Incidences de la dissolution
La dissolution met fin à tous les travaux à la Chambre. Le Président, le Vice-président et les membres du Bureau de régie interne demeurent à leur poste pour s’occuper de certaines tâches administratives en attendant que le nouveau Parlement les remplace143. En ce qui concerne certaines indemnités qui leur sont dues, les députés en fonction au moment de la dissolution sont réputés conserver cette qualité jusqu’à la date de l’élection générale144. Les bureaux de députés, dans leur circonscription et à Ottawa, demeurent ouverts afin que les députés et leur personnel puissent continuer d’offrir des services aux électeurs145. Comme les budgets des bureaux de députés proviennent des fonds publics, les députés ne peuvent pas se servir de leur bureau ou faire appel à leur personnel à des fins électorales.
Toutes les affaires inscrites au Feuilleton expirent, y compris les projets de loi émanant du gouvernement et des députés146. À la dissolution, le gouvernement n’est plus tenu de répondre aux questions écrites et aux pétitions ni de produire les documents demandés par la Chambre147. Le gouvernement doit attendre la nouvelle session avant de déposer un document exigé en vertu d’une loi, d’une résolution ou du Règlement.
Les comités cessent d’exister jusqu’à ce que la Chambre les reconstitue après les élections. Tous les ordres de renvoi viennent à échéance, et les présidents et vice-présidents de tous les comités cessent d’exercer leurs fonctions. Le gouvernement n’est plus tenu de répondre aux rapports des comités.

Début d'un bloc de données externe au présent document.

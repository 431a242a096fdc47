//! In-memory collaborators: registration and entitlement stores, notifier,
//! movie catalog.

#![allow(clippy::unwrap_used)] // Test infrastructure uses unwrap for simplicity
#![allow(clippy::missing_panics_doc)] // Lock poisoning only follows a panicking test

use marquee_core::catalog::{CatalogError, MovieCatalog, MovieDetails};
use marquee_core::entitlement::{EntitlementKind, EntitlementStore, StreamingEntitlement};
use marquee_core::ledger::{LedgerError, StoreFuture};
use marquee_core::notify::{Notification, Notifier, NotifyError};
use marquee_core::registration::{
    RegistrationOutcome, RegistrationStore, RegistrationTransition,
};
use marquee_core::types::{
    MovieId, OwnerRegistrationRequest, RegistrationId, RequestStatus, Role, UserId,
};
use std::collections::HashMap;
use std::sync::atomic::{AtomicBool, Ordering};
use std::sync::{Arc, Mutex};

/// Notifier that records every delivery attempt.
///
/// Can be switched to fail, to check that a lost notification never undoes
/// the decision it reports.
#[derive(Clone, Debug, Default)]
pub struct RecordingNotifier {
    sent: Arc<Mutex<Vec<Notification>>>,
    failing: Arc<AtomicBool>,
}

impl RecordingNotifier {
    /// Create a notifier that delivers successfully
    #[must_use]
    pub fn new() -> Self {
        Self::default()
    }

    /// Create a notifier whose deliveries all fail
    #[must_use]
    pub fn failing() -> Self {
        let notifier = Self::default();
        notifier.failing.store(true, Ordering::SeqCst);
        notifier
    }

    /// Notifications delivered so far (failed attempts excluded)
    #[must_use]
    pub fn sent(&self) -> Vec<Notification> {
        self.sent.lock().unwrap().clone()
    }
}

impl Notifier for RecordingNotifier {
    fn notify(&self, notification: Notification) -> StoreFuture<'_, (), NotifyError> {
        Box::pin(async move {
            if self.failing.load(Ordering::SeqCst) {
                return Err(NotifyError::DeliveryFailed("push gateway unreachable".into()));
            }
            self.sent.lock().unwrap().push(notification);
            Ok(())
        })
    }
}

/// Movie catalog backed by a fixed map.
#[derive(Clone, Debug, Default)]
pub struct StaticMovieCatalog {
    movies: Arc<Mutex<HashMap<MovieId, MovieDetails>>>,
}

impl StaticMovieCatalog {
    /// Create an empty catalog
    #[must_use]
    pub fn new() -> Self {
        Self::default()
    }

    /// Add a movie and return its id
    pub fn add(&self, title: &str, runtime_minutes: u32) -> MovieId {
        let id = MovieId::new();
        self.movies.lock().unwrap().insert(
            id,
            MovieDetails {
                title: title.to_string(),
                runtime_minutes,
            },
        );
        id
    }
}

impl MovieCatalog for StaticMovieCatalog {
    fn movie_details(&self, movie_id: MovieId) -> StoreFuture<'_, MovieDetails, CatalogError> {
        Box::pin(async move {
            self.movies
                .lock()
                .unwrap()
                .get(&movie_id)
                .cloned()
                .ok_or(CatalogError::MovieNotFound(movie_id))
        })
    }
}

#[derive(Debug, Default)]
struct RegistrationState {
    registrations: HashMap<RegistrationId, OwnerRegistrationRequest>,
    submission_order: Vec<RegistrationId>,
    roles: HashMap<UserId, Role>,
}

/// In-memory registration store with user roles.
#[derive(Clone, Debug, Default)]
pub struct InMemoryRegistrationStore {
    state: Arc<Mutex<RegistrationState>>,
}

impl InMemoryRegistrationStore {
    /// Create an empty store
    #[must_use]
    pub fn new() -> Self {
        Self::default()
    }

    /// Assign a role directly, e.g. to seed approvers
    pub fn grant_role(&self, user_id: UserId, role: Role) {
        self.state.lock().unwrap().roles.insert(user_id, role);
    }

    fn apply_transition(
        &self,
        registration_id: RegistrationId,
        transition: RegistrationTransition,
    ) -> Result<RegistrationOutcome, LedgerError> {
        let mut state = self.state.lock().unwrap();
        let registration = state
            .registrations
            .get_mut(&registration_id)
            .ok_or_else(|| LedgerError::RequestNotFound(registration_id.to_string()))?;

        if !registration.status.is_pending() {
            return Ok(RegistrationOutcome::AlreadyDecided(registration.status.clone()));
        }

        registration.status = transition.target_status();
        let promote = matches!(registration.status, RequestStatus::Approved(_));

        let decided = registration.clone();
        if promote {
            // Promotion never demotes an admin
            let role = state.roles.entry(decided.submitted_by).or_insert(Role::Viewer);
            if *role == Role::Viewer {
                *role = Role::TheatreOwner;
            }
        }
        Ok(RegistrationOutcome::Committed(decided))
    }
}

impl RegistrationStore for InMemoryRegistrationStore {
    fn create_registration(
        &self,
        registration: OwnerRegistrationRequest,
    ) -> StoreFuture<'_, RegistrationId, LedgerError> {
        Box::pin(async move {
            let mut state = self.state.lock().unwrap();
            let id = registration.id;
            if state.registrations.insert(id, registration).is_none() {
                state.submission_order.push(id);
            }
            Ok(id)
        })
    }

    fn load_registration(
        &self,
        registration_id: RegistrationId,
    ) -> StoreFuture<'_, Option<OwnerRegistrationRequest>, LedgerError> {
        Box::pin(async move {
            Ok(self
                .state
                .lock()
                .unwrap()
                .registrations
                .get(&registration_id)
                .cloned())
        })
    }

    fn list_pending_registrations(
        &self,
    ) -> StoreFuture<'_, Vec<OwnerRegistrationRequest>, LedgerError> {
        Box::pin(async move {
            let state = self.state.lock().unwrap();
            let mut pending: Vec<_> = state
                .submission_order
                .iter()
                .filter_map(|id| state.registrations.get(id))
                .filter(|registration| registration.status.is_pending())
                .cloned()
                .collect();
            pending.sort_by_key(|registration| registration.submitted_at);
            Ok(pending)
        })
    }

    fn transition_registration(
        &self,
        registration_id: RegistrationId,
        transition: RegistrationTransition,
    ) -> StoreFuture<'_, RegistrationOutcome, LedgerError> {
        Box::pin(async move { self.apply_transition(registration_id, transition) })
    }

    fn role_of(&self, user_id: UserId) -> StoreFuture<'_, Role, LedgerError> {
        Box::pin(async move {
            Ok(self
                .state
                .lock()
                .unwrap()
                .roles
                .get(&user_id)
                .copied()
                .unwrap_or(Role::Viewer))
        })
    }
}

/// In-memory entitlement store keyed by (user, movie).
#[derive(Clone, Debug, Default)]
pub struct InMemoryEntitlementStore {
    entitlements: Arc<Mutex<HashMap<(UserId, MovieId), StreamingEntitlement>>>,
}

impl InMemoryEntitlementStore {
    /// Create an empty store
    #[must_use]
    pub fn new() -> Self {
        Self::default()
    }

    /// Number of stored entitlements
    #[must_use]
    pub fn len(&self) -> usize {
        self.entitlements.lock().unwrap().len()
    }

    /// Whether no entitlement is stored
    #[must_use]
    pub fn is_empty(&self) -> bool {
        self.entitlements.lock().unwrap().is_empty()
    }
}

impl EntitlementStore for InMemoryEntitlementStore {
    fn record_entitlement(
        &self,
        entitlement: StreamingEntitlement,
    ) -> StoreFuture<'_, StreamingEntitlement, LedgerError> {
        Box::pin(async move {
            let mut entitlements = self.entitlements.lock().unwrap();
            let slot = entitlements
                .entry((entitlement.user_id, entitlement.movie_id))
                .or_insert_with(|| entitlement.clone());
            if slot.kind != EntitlementKind::Buy {
                *slot = entitlement;
            }
            Ok(slot.clone())
        })
    }

    fn fetch_entitlement(
        &self,
        user_id: UserId,
        movie_id: MovieId,
    ) -> StoreFuture<'_, Option<StreamingEntitlement>, LedgerError> {
        Box::pin(async move {
            Ok(self
                .entitlements
                .lock()
                .unwrap()
                .get(&(user_id, movie_id))
                .cloned())
        })
    }
}

#[cfg(test)]
mod tests {
    use super::*;
    use marquee_core::types::{DecisionId, OwnerProfile};
    use chrono::Utc;

    fn profile() -> OwnerProfile {
        OwnerProfile {
            business_name: "Lakeside Cinemas".to_string(),
            contact_name: "R. Okafor".to_string(),
            contact_email: "ops@lakeside.example".to_string(),
            phone: "+1 555 0100".to_string(),
            city: "Duluth".to_string(),
        }
    }

    #[tokio::test]
    async fn approval_promotes_submitter() {
        let store = InMemoryRegistrationStore::new();
        let owner = UserId::new();
        let registration = OwnerRegistrationRequest::pending(owner, profile(), Utc::now());
        let id = store.create_registration(registration).await.unwrap();
        assert_eq!(store.role_of(owner).await.unwrap(), Role::Viewer);

        let transition = RegistrationTransition::Approve {
            approved_by: UserId::new(),
            approved_at: Utc::now(),
            decision_id: DecisionId::new(),
        };
        let outcome = store.transition_registration(id, transition.clone()).await.unwrap();
        assert!(matches!(outcome, RegistrationOutcome::Committed(_)));
        assert_eq!(store.role_of(owner).await.unwrap(), Role::TheatreOwner);

        let again = store.transition_registration(id, transition).await.unwrap();
        assert!(matches!(
            again,
            RegistrationOutcome::AlreadyDecided(RequestStatus::Approved(_))
        ));
    }

    #[tokio::test]
    async fn recorded_purchase_is_never_replaced_by_a_rental() {
        let store = InMemoryEntitlementStore::new();
        let (user_id, movie_id) = (UserId::new(), MovieId::new());
        let rental = |days| StreamingEntitlement {
            user_id,
            movie_id,
            kind: EntitlementKind::Rent { days },
            purchased_at: Utc::now(),
        };

        let first = store.record_entitlement(rental(2)).await.unwrap();
        assert_eq!(first.kind, EntitlementKind::Rent { days: 2 });

        let bought = store
            .record_entitlement(StreamingEntitlement {
                kind: EntitlementKind::Buy,
                ..rental(0)
            })
            .await
            .unwrap();
        assert_eq!(bought.kind, EntitlementKind::Buy);

        let kept = store.record_entitlement(rental(7)).await.unwrap();
        assert_eq!(kept, bought);
        assert_eq!(
            store.fetch_entitlement(user_id, movie_id).await.unwrap(),
            Some(bought)
        );
        assert_eq!(store.len(), 1);
    }

    #[tokio::test]
    async fn failing_notifier_records_nothing() {
        let notifier = RecordingNotifier::failing();
        let result = notifier
            .notify(Notification {
                recipient: UserId::new(),
                subject: marquee_core::notify::NotificationSubject::Registration(
                    RegistrationId::new(),
                ),
                decision: marquee_core::notify::DecisionNotice::Approved,
            })
            .await;
        assert!(result.is_err());
        assert!(notifier.sent().is_empty());
    }

    #[tokio::test]
    async fn unknown_movie_is_reported() {
        let catalog = StaticMovieCatalog::new();
        let known = catalog.add("Arrival", 116);
        assert_eq!(catalog.movie_details(known).await.unwrap().runtime_minutes, 116);

        let missing = MovieId::new();
        assert_eq!(
            catalog.movie_details(missing).await,
            Err(CatalogError::MovieNotFound(missing))
        );
    }
}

Le comité exécutif de chacune des associations interparlementaires est reconduit d’une législature à l’autre. Toutefois, en cas de dissolution, les activités organisées par les associations sont en général reportées à plus tard. Étant donné que les assemblées multilatérales continuent de se réunir, ce sont habituellement les sénateurs qui y représentent le Canada148. Après les élections, et avant le début d’une nouvelle législature, les sénateurs, comme les députés réélus, peuvent participer de nouveau aux assemblées multilatérales. Les programmes officiels d’échanges parlementaires avec d’autres assemblées sont habituellement, eux aussi, remis à plus tard.

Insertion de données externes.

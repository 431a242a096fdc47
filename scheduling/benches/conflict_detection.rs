//! Conflict detection benchmarks
//!
//! The detector runs on every edit of a proposal form, so evaluation over a
//! busy screen should stay well under a millisecond.
//!
//! Run with: `cargo bench -p marquee-scheduling`

#![allow(missing_docs)] // Benchmarks don't need extensive docs
#![allow(clippy::expect_used)] // Benchmarks can use expect for setup

use chrono::{NaiveDate, NaiveTime};
use criterion::{black_box, criterion_group, criterion_main, BenchmarkId, Criterion};
use marquee_core::interval::Interval;
use marquee_core::types::{LedgerEntry, OccupancyStatus, RequestId};
use marquee_scheduling::conflict::{evaluate, next_available_slot};
use marquee_scheduling::SchedulingConfig;

fn date() -> NaiveDate {
    NaiveDate::from_ymd_opt(2024, 5, 1).expect("valid date")
}

/// `count` short showtimes back to back from 09:00, alternating approved/pending
fn busy_ledger(count: u32) -> Vec<LedgerEntry> {
    (0..count)
        .map(|i| {
            let minutes = 9 * 60 + i * 25;
            let start = NaiveTime::from_hms_opt((minutes / 60) % 24, minutes % 60, 0)
                .expect("valid time");
            LedgerEntry {
                request_id: RequestId::new(),
                movie_title: format!("Short {i}"),
                interval: Interval::for_showtime(date(), start, 10, 15),
                status: if i % 2 == 0 {
                    OccupancyStatus::Approved
                } else {
                    OccupancyStatus::Pending
                },
            }
        })
        .collect()
}

fn bench_evaluate(c: &mut Criterion) {
    let config = SchedulingConfig::default();
    let mut group = c.benchmark_group("evaluate");

    for count in [4u32, 16, 36] {
        let entries = busy_ledger(count);
        group.bench_with_input(BenchmarkId::new("hard_conflict", count), &entries, |b, entries| {
            b.iter(|| {
                evaluate(
                    black_box(&config),
                    date(),
                    black_box(NaiveTime::from_hms_opt(9, 5, 0).expect("valid time")),
                    120,
                    entries,
                )
            });
        });
        group.bench_with_input(BenchmarkId::new("clear", count), &entries, |b, entries| {
            b.iter(|| {
                evaluate(
                    black_box(&config),
                    date(),
                    black_box(NaiveTime::from_hms_opt(23, 30, 0).expect("valid time")),
                    10,
                    entries,
                )
            });
        });
    }

    group.finish();
}

fn bench_next_slot(c: &mut Criterion) {
    let config = SchedulingConfig::default();
    let entries = busy_ledger(36);

    c.bench_function("next_available_slot_busy_day", |b| {
        b.iter(|| {
            next_available_slot(
                black_box(&config),
                date(),
                NaiveTime::MIN,
                black_box(90),
                &entries,
            )
        });
    });
}

criterion_group!(benches, bench_evaluate, bench_next_slot);
criterion_main!(benches);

Échéance du mandat de la Chambre
La Constitution énonce que « le mandat maximal de la Chambre des communes […] est de cinq ans149 ». Conscients de cette échéance, tous les gouvernements depuis la Confédération ont recommandé au gouverneur général de dissoudre la législature avant la date à laquelle la Constitution l’aurait exigé. Dans certains cas, la dissolution s’est produite à quelques jours de la date à laquelle la Chambre serait arrivée à l’expiration de son mandat150. Depuis 2007, la Loi électorale du Canada contient des dispositions limitant la durée d’une législature à quatre ans151.

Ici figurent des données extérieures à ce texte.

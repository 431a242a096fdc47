//! Conflict detection for proposed showtimes.
//!
//! A proposal is checked against every approved and pending interval on its
//! (screen, date):
//!
//! - overlap with an approved interval is a **hard** conflict and comes with a
//!   next-slot suggestion drawn from the candidate slot list
//! - overlap with pending intervals only is a **soft** conflict, reported as
//!   advisory
//! - otherwise the proposal is clear
//!
//! Conflicts are values, never errors. The detector reads the ledger and
//! writes nothing, so callers may fire a check on every form edit and drop
//! the future whenever a newer input supersedes it.

use crate::config::SchedulingConfig;
use chrono::{NaiveDate, NaiveTime};
use marquee_core::interval::Interval;
use marquee_core::ledger::{LedgerError, ShowtimeLedger};
use marquee_core::types::{
    ConflictKind, ConflictResult, LedgerEntry, OccupancyStatus, RequestId, ScreenId,
    ShowtimeRequest,
};
use marquee_runtime::metrics::ConflictMetrics;
use std::sync::Arc;
use std::time::Instant;

/// Checks proposed showtimes against a screen's ledger.
#[derive(Clone)]
pub struct ConflictDetector {
    ledger: Arc<dyn ShowtimeLedger>,
    config: Arc<SchedulingConfig>,
}

impl ConflictDetector {
    /// Create a detector reading from `ledger`
    #[must_use]
    pub fn new(ledger: Arc<dyn ShowtimeLedger>, config: Arc<SchedulingConfig>) -> Self {
        Self { ledger, config }
    }

    /// Configuration in use
    #[must_use]
    pub fn config(&self) -> &SchedulingConfig {
        &self.config
    }

    /// Check a proposed showtime against the current ledger.
    ///
    /// The buffer is added internally; `duration_minutes` is the runtime alone.
    ///
    /// # Errors
    ///
    /// Returns [`LedgerError`] only if the ledger cannot be read.
    #[tracing::instrument(skip(self), fields(screen = %screen_id))]
    pub async fn check_conflict(
        &self,
        screen_id: ScreenId,
        date: NaiveDate,
        start_time: NaiveTime,
        duration_minutes: u32,
    ) -> Result<ConflictResult, LedgerError> {
        let started = Instant::now();
        let entries = self.ledger.list_intervals(screen_id, date).await?;
        let result = evaluate(&self.config, date, start_time, duration_minutes, &entries);
        record(&result, started);
        Ok(result)
    }

    /// Re-check a stored request against the current ledger, ignoring its own
    /// pending entry.
    ///
    /// # Errors
    ///
    /// Returns [`LedgerError`] only if the ledger cannot be read.
    #[tracing::instrument(skip(self, request), fields(request = %request.id))]
    pub async fn recheck(&self, request: &ShowtimeRequest) -> Result<ConflictResult, LedgerError> {
        let started = Instant::now();
        let entries = self.ledger.list_intervals(request.screen_id, request.date).await?;
        let others = without_request(entries, request.id);
        let result = evaluate(
            &self.config,
            request.date,
            request.start_time,
            request.movie_duration_minutes,
            &others,
        );
        record(&result, started);
        Ok(result)
    }

    /// Every candidate slot a showtime of this length could take.
    ///
    /// A slot qualifies when its interval ends by closing time and overlaps no
    /// approved interval. Pending requests do not remove slots.
    ///
    /// # Errors
    ///
    /// Returns [`LedgerError`] only if the ledger cannot be read.
    #[tracing::instrument(skip(self), fields(screen = %screen_id))]
    pub async fn free_slots(
        &self,
        screen_id: ScreenId,
        date: NaiveDate,
        duration_minutes: u32,
    ) -> Result<Vec<NaiveTime>, LedgerError> {
        let entries = self.ledger.list_intervals(screen_id, date).await?;
        let slots = fitting_slots(&self.config, date, duration_minutes, &entries, None).collect();
        Ok(slots)
    }
}

fn record(result: &ConflictResult, started: Instant) {
    let kind = result.kind();
    let label = match kind {
        ConflictKind::Clear => "clear",
        ConflictKind::Soft => "soft",
        ConflictKind::Hard => "hard",
    };
    ConflictMetrics::record_check(label, started.elapsed());
    if kind == ConflictKind::Hard {
        ConflictMetrics::record_suggestion(result.next_available_slot.is_some());
    }
    tracing::debug!(
        outcome = label,
        occupied_by = result.conflicting_movie_title.as_deref(),
        next_slot = ?result.next_available_slot,
        "Conflict check complete"
    );
}

fn without_request(entries: Vec<LedgerEntry>, request_id: RequestId) -> Vec<LedgerEntry> {
    entries
        .into_iter()
        .filter(|entry| entry.request_id != request_id)
        .collect()
}

/// Classify a proposed showtime against ledger entries.
///
/// Pure; this is the whole detector minus the ledger read.
#[must_use]
pub fn evaluate(
    config: &SchedulingConfig,
    date: NaiveDate,
    start_time: NaiveTime,
    duration_minutes: u32,
    entries: &[LedgerEntry],
) -> ConflictResult {
    let proposed = Interval::for_showtime(date, start_time, duration_minutes, config.buffer_minutes);

    if let Some(blocking) = earliest_overlap(&proposed, entries, OccupancyStatus::Approved) {
        let next = fitting_slots(config, date, duration_minutes, entries, Some(start_time)).next();
        return ConflictResult::hard(blocking, next);
    }

    if let Some(competing) = earliest_overlap(&proposed, entries, OccupancyStatus::Pending) {
        return ConflictResult::soft(competing);
    }

    ConflictResult::clear()
}

/// First candidate at or after `from` that fits, if any.
#[must_use]
pub fn next_available_slot(
    config: &SchedulingConfig,
    date: NaiveDate,
    from: NaiveTime,
    duration_minutes: u32,
    entries: &[LedgerEntry],
) -> Option<NaiveTime> {
    fitting_slots(config, date, duration_minutes, entries, Some(from)).next()
}

fn earliest_overlap<'a>(
    proposed: &Interval,
    entries: &'a [LedgerEntry],
    status: OccupancyStatus,
) -> Option<&'a LedgerEntry> {
    entries
        .iter()
        .filter(|entry| entry.status == status && entry.interval.overlaps(proposed))
        .min_by_key(|entry| entry.interval.start())
}

fn fitting_slots<'a>(
    config: &'a SchedulingConfig,
    date: NaiveDate,
    duration_minutes: u32,
    entries: &'a [LedgerEntry],
    from: Option<NaiveTime>,
) -> impl Iterator<Item = NaiveTime> + 'a {
    let closing = config.closing_at(date);
    config
        .candidate_slots
        .iter()
        .copied()
        .filter(move |slot| from.is_none_or(|from| *slot >= from))
        .filter(move |slot| {
            let candidate = Interval::for_showtime(date, *slot, duration_minutes, config.buffer_minutes);
            candidate.ends_by(closing)
                && !entries.iter().any(|entry| {
                    entry.status == OccupancyStatus::Approved && entry.interval.overlaps(&candidate)
                })
        })
}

Prolongation du mandat de la Chambre
Depuis 1949, la Constitution précise qu’en cas de guerre, d’invasion ou d’insurrection, réelles ou appréhendées, le Parlement peut prolonger le mandat de la Chambre des communes si pas plus d’un tiers des députés s’y opposent152. Une telle prolongation exigeait, dans le passé, une modification constitutionnelle, ce à quoi l’on n’a eu recours qu’une fois. À cause de la situation créée par la Première Guerre mondiale, la 12e législature (1911-1917) a vu son mandat prolongé d’un an, de 1916 à 1917153.